3. Early married life found MrsDarwin and I back in California, where she, with her fresh theater degree, was trying to get backstage work at a theater. MrsDarwin found an internship at a regional theater for the summer season (one of their plays, perhaps appropriately, was a revival of a 1930s piece of union propaganda called "Cradle will Rock"). The union which deals with theater jobs is called Equity, and like all unions they look after their own. Members of Equity have to be paid a certain amount per hour. A theater which is an Equity house can hire non-equity people, but they have to be unpaid interns (often, as in this case, paid a little under the table via audience tips or money from the director's pocket.)
But what struck me even more than the irony of an entity supposedly around to ensure just wages mandating that other workers not be paid was the rigidity of union rules. I recall one night when I was hanging around, waiting to watch the show from the light booth, and MrsDarwin was bustling around stage to re-set after the rehearsal and before the show.
"Hey, are you going backstage?" she asked an actor who was ambling by.
"Yes."
"Do you mind taking your prop" (it was on the stage right next to him) "back to the props table while you're going by."
"Can't. Equity rules."
(MrsDarwin would like the record to show that being new at the time, and not knowing all the Equity rules, she hadn't realized that actors are, by contract, not supposed to move props or scenery under any conditions. Coming from college and amateur theater where everyone works together on everything, this hadn't occurred to her. -- Myself, however, I've never been in a work environment where it would be unreasonable to ask someone to drop something off somewhere where he was going anyway. I thought he came off seeming like a total jerk.)

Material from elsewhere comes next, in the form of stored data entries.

//! Custom attribute and parameter replication.
//!
//! Attributes are read through their reflection view ([`CustomAttributeData`]) and
//! rebuilt as [`CustomAttributeValue`]s. Array arguments come out of that view as
//! collections of typed elements and are unpacked into flat
//! [`CustomAttributeArgument::Array`]s.

use std::sync::Arc;

use crate::{
    metadata::{
        customattributes::{
            CustomAttributeArgument, CustomAttributeData, CustomAttributeValue,
            CustomAttributeValueList, TypedArgument, TypedArgumentValue,
        },
        diagnostics::{Diagnostic, DiagnosticCategory, DiagnosticSeverity},
        method::Method,
        tables::{Param, ParamRc},
        token::TableId,
        typesystem::{CilTypeRc, DYNAMICALLY_ATTRIBUTE_FULLNAME},
    },
    proxy::{
        defaults::{replicate_default, DefaultValueOutcome},
        ReplicationContext,
    },
    Result,
};

/// Unpack a typed argument, turning collections into flat arrays
#[must_use]
pub fn flatten_argument(argument: &TypedArgument) -> CustomAttributeArgument {
    match &argument.value {
        TypedArgumentValue::Scalar(value) => value.clone(),
        TypedArgumentValue::Collection(items) => {
            let element = argument
                .arg_type
                .strip_suffix("[]")
                .unwrap_or(&argument.arg_type);
            CustomAttributeArgument::Array(
                element.to_string(),
                items.iter().map(flatten_argument).collect(),
            )
        }
    }
}

/// Rebuild an attribute application from its reflection view
#[must_use]
pub fn replicate_attribute(data: &CustomAttributeData) -> CustomAttributeValue {
    let mut value = CustomAttributeValue::new(data.constructor.clone());
    for argument in &data.constructor_arguments {
        value = value.with_arg(flatten_argument(argument));
    }

    for named in &data.named_arguments {
        let argument = flatten_argument(&named.typed_value);
        value = if named.is_field {
            value.with_field(named.member_name.clone(), argument)
        } else {
            value.with_property(named.member_name.clone(), argument)
        };
    }

    value
}

/// Copy every attribute of `source` to `target`, unless attribute replication is
/// turned off
pub fn replicate_attributes(
    ctx: &ReplicationContext<'_>,
    source: &CustomAttributeValueList,
    target: &CustomAttributeValueList,
) {
    if !ctx.config.replicate_custom_attributes {
        return;
    }

    for (_, attribute) in source.iter() {
        let data = CustomAttributeData::from_value(attribute);
        target.push(Arc::new(replicate_attribute(&data)));
    }
}

/// Declare the parameters of `source` on `target`, shifted by `offset`.
///
/// Each parameter keeps its name, attributes, custom attributes and, following the
/// default value policy, its default. The return parameter is copied as well. Types
/// are taken in the proxy's context. A default that cannot be stored is dropped with
/// a warning and reported as [`DefaultValueOutcome::Failed`].
///
/// # Errors
/// Returns an error if a parameter type cannot be constructed.
pub fn replicate_parameters(
    ctx: &ReplicationContext<'_>,
    source: &Method,
    target: &Method,
    offset: u32,
) -> Result<Vec<DefaultValueOutcome>> {
    let mut outcomes = Vec::new();

    for param in source.parameters() {
        let replica = replicate_param(ctx, &param, param.sequence + offset)?;
        let outcome = if ctx.config.replicate_default_values {
            match replicate_default(ctx, &param, &replica) {
                Ok(outcome) => outcome,
                Err(error) => {
                    ctx.diagnostics.push(
                        Diagnostic::new(
                            DiagnosticSeverity::Warning,
                            DiagnosticCategory::DefaultValue,
                            format!(
                                "dropped default of parameter '{}' of '{}': {error}",
                                param.name.as_deref().unwrap_or("<unnamed>"),
                                source.name
                            ),
                        )
                        .with_token(replica.token)
                        .with_type(ctx.type_name),
                    );
                    DefaultValueOutcome::Failed(error.to_string())
                }
            }
        } else {
            DefaultValueOutcome::Skipped("default value replication is disabled".to_string())
        };

        outcomes.push(outcome);
        target.params.push(Arc::new(replica));
    }

    if let Some(ret) = source.return_parameter() {
        let replica = replicate_param(ctx, &ret, 0)?;
        target.params.push(Arc::new(replica));
    }

    Ok(outcomes)
}

/// Declare constructor parameters: the `leading` parameters first, marked as added
/// by synthesis, then the parameters of `source` shifted behind them.
///
/// # Errors
/// Returns an error if the marker attribute is missing from the registry or a type
/// cannot be constructed.
pub fn replicate_constructor_parameters(
    ctx: &ReplicationContext<'_>,
    source: Option<&Method>,
    target: &Method,
    leading: &[(&str, CilTypeRc)],
) -> Result<Vec<DefaultValueOutcome>> {
    let marker = ctx
        .registry
        .wellknown(DYNAMICALLY_ATTRIBUTE_FULLNAME)?
        .constructors()
        .into_iter()
        .next()
        .ok_or_else(|| malformed_error!("{} has no constructor", DYNAMICALLY_ATTRIBUTE_FULLNAME))?;

    let mut sequence = 0u32;
    for (name, ty) in leading {
        sequence += 1;
        let param = Param::new(
            ctx.registry.alloc_token(TableId::Param),
            sequence,
            Some((*name).to_string()),
            0,
        );
        param.set_type(ty)?;
        param
            .custom_attributes
            .push(Arc::new(CustomAttributeValue::new(marker.clone())));
        target.params.push(Arc::new(param));
    }

    match source {
        Some(source) => replicate_parameters(ctx, source, target, sequence),
        None => Ok(Vec::new()),
    }
}

fn replicate_param(ctx: &ReplicationContext<'_>, source: &ParamRc, sequence: u32) -> Result<Param> {
    let replica = Param::new(
        ctx.registry.alloc_token(TableId::Param),
        sequence,
        source.name.clone(),
        source.flags,
    );

    if let Some(ty) = source.ty() {
        replica.set_type(&ctx.resolve(&ty)?)?;
    }
    replicate_attributes(ctx, &source.custom_attributes, &replica.custom_attributes);
    Ok(replica)
}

The theme which all of these (and many other anecdotes and experiences I've heard from others) seem to me to underline is one of putting rules above desire to actually see things get done and done right. My approach to work (probably learned from my father, as the first anecdote illustrates) has always been that everyone should pitch in out of a desire to see things get done and come out right. This has led me to usually be the one who's willing to stay late, to take on extra tasks outside my normal responsibilities, and to volunteer to learn new skills. It's a tendency that's served me well. Sure, it sometimes means giving your boss more than he's paying for -- for a while. But it also allows you to build skills and experience for free. This approach to learning on the job and expanding my skills is a lot of what I credit by career advancement over the last ten years to, and it's served me very well.
But more than that, at some deep and emotional level, if I'm going to put the work in to do something, I always want to see it done right. It's never just a, "They pay me to be here for a set number of hours with the clock punched, and after that, who cares," kind of thing. And so the idea of bargaining so that you can do less, or protecting workers who don't work, just feels very wrong to me. I won't work because I want to follow set rules and never be asked to do anything beyond those. I work for a paycheck, yes, but I also work for the satisfaction of seeing things done. And that always seems to mean thinking like an owner -- not thinking like a union member.